# Help! Cream tastes foamy!



## kuroba (Jul 4, 2012)

I've always been a fan of my local bakery's cakes - they decorate it with a type of cream that I really adore. As I am interested in studying at Le Cordon Bleu, I've been trying to practice making some pastries at home if I could.

However, I recently tried to whip some cream and when I tried to pipe it into roses, they kind of fell apart. When I tasted it, it tasted foamy and it didn't feel as creamy as the  ones that my local bakery made.

I've tried adding gelatin to stabilize it, but the end result is still the same - it's just not creamy - it's still foamy. I understand the difference of ingredients used, but I'm not too sure if it's the ingredients fault entirely.

Would anyone have a way to make cream taste...well...more creamier than the foamy ones  I produce? All help is appreciated.

Thank you for your time!


----------



## nicholas beebe (Jul 22, 2011)

Whipped cream will be foamy. You whip cream to add air to it. It's also not a great thing for decorative piping. If you add powdered sugar in as you're whipping, it will be a little more stable, but I wouldn't count on roses lasting any decent amount of time. Of course always use a cold bowl to whip in.

You should ask the bakery what they are using so that you know you are trying to replicate the same thing.


----------



## charbel (Jun 30, 2012)

As Nicholas said, you are introducing air to the heavy cream, thus making it foamy. Adding sugar would add some stability, but if it fell apart that might be a sign that you overwhipped it.

Most likely, your bakery is not using whipped cream.

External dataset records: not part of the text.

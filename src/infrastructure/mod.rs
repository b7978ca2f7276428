pub mod catalog;
pub mod feeds;
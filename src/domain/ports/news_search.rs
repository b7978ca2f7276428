use crate::domain::entities::article::ArticleRecord;
use crate::domain::error::ProviderError;
use async_trait::async_trait;
use chrono::NaiveDate;
use serde::Serialize;

/// Which article fields the query text is matched against.
#[derive(Debug, Clone, Copy, PartialEq, Eq, Serialize)]
#[serde(rename_all = "lowercase")]
pub enum SearchIn {
    Title,
    /// Title, description and body
    Content,
}

impl SearchIn {
    pub fn as_str(&self) -> &'static str {
        match self {
            SearchIn::Title => "title",
            SearchIn::Content => "title,description,content",
        }
    }
}

/// Result ordering. Both pipeline queries rank by popularity.
#[derive(Debug, Clone, Copy, PartialEq, Eq, Serialize)]
pub enum SortBy {
    Popularity,
}

impl SortBy {
    pub fn as_str(&self) -> &'static str {
        match self {
            SortBy::Popularity => "popularity",
        }
    }
}

/// A single free-text search against the news service.
#[derive(Debug, Clone, PartialEq, Serialize)]
pub struct NewsQuery {
    pub text: String,
    pub search_in: SearchIn,
    pub sort_by: SortBy,
    /// Oldest publish date to include.
    pub from: NaiveDate,
    pub language: String,
    /// Upper bound on returned articles.
    pub limit: usize,
}

#[async_trait]
pub trait NewsSearchProvider: Send + Sync {
    fn name(&self) -> &str;

    /// Run the query. An empty `Vec` is a successful search with no hits.
    async fn search(&self, query: &NewsQuery) -> Result<Vec<ArticleRecord>, ProviderError>;
}
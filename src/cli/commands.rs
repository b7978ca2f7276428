use clap::{Parser, Subcommand};

#[derive(Parser)]
#[command(name = "asxpulse", about = "ASX 100 price moves and news digest")]
pub struct Cli {
    /// Notable-move threshold in percentage points (overrides ASXPULSE_THRESHOLD)
    #[arg(long, global = true)]
    pub threshold: Option<f64>,
    /// Catalog JSON file (overrides ASXPULSE_CATALOG)
    #[arg(long, global = true)]
    pub catalog: Option<String>,
    #[command(subcommand)]
    pub command: Commands,
}

#[derive(Subcommand)]
pub enum Commands {
    /// Run the full pipeline and print the dashboard as JSON
    Run {
        /// Render ticker and headline lines with HTML emphasis
        #[arg(long)]
        html: bool,
    },
    /// Print the ticker strip, one point per line
    Ticker,
    /// Print notable-move headlines followed by the index digest
    Headlines,
    /// Fetch the latest move for a single symbol
    Movement {
        symbol: String,
    },
    /// Look up the company name for a symbol
    Lookup {
        symbol: String,
    },
    /// List the tracked symbols
    Symbols,
}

btw, I am a current student at Le Cordon Bleu.


----------



## siduri (Aug 13, 2006)

Actually, whipped cream should not feel "foamy" which implies loose larger bubbles - that's what it feels like if underwhipped.. Foamy is like shaving cream when the gas is finishing in the can- runny and bubbly.  It should be so dense, the bubbles so small, that it's like shaving cream from a new can, just shaken and squirted.    It should feel soft and creamy.  It should hold its shape.  But it won't make roses.  You can decorate with it, i do all the time, with swirls using a large tip with zigzaggy edge or a smaller round tip.  You can write with it.  but not roses, which require a very dense frosting that will hold up without resting on the petal below.  . 

If you want a more stable whipped cream, make italian meringue and beat till cooled to room temp, then whip cream and fold in.  Or beat some cream cheese, then beat in the sugar and then the cream in a thin stream and beat till it makes peaks, and it will hold up better.  I still don;t think you'll get rose petals out of it.  it's too heavy and too wet.


----------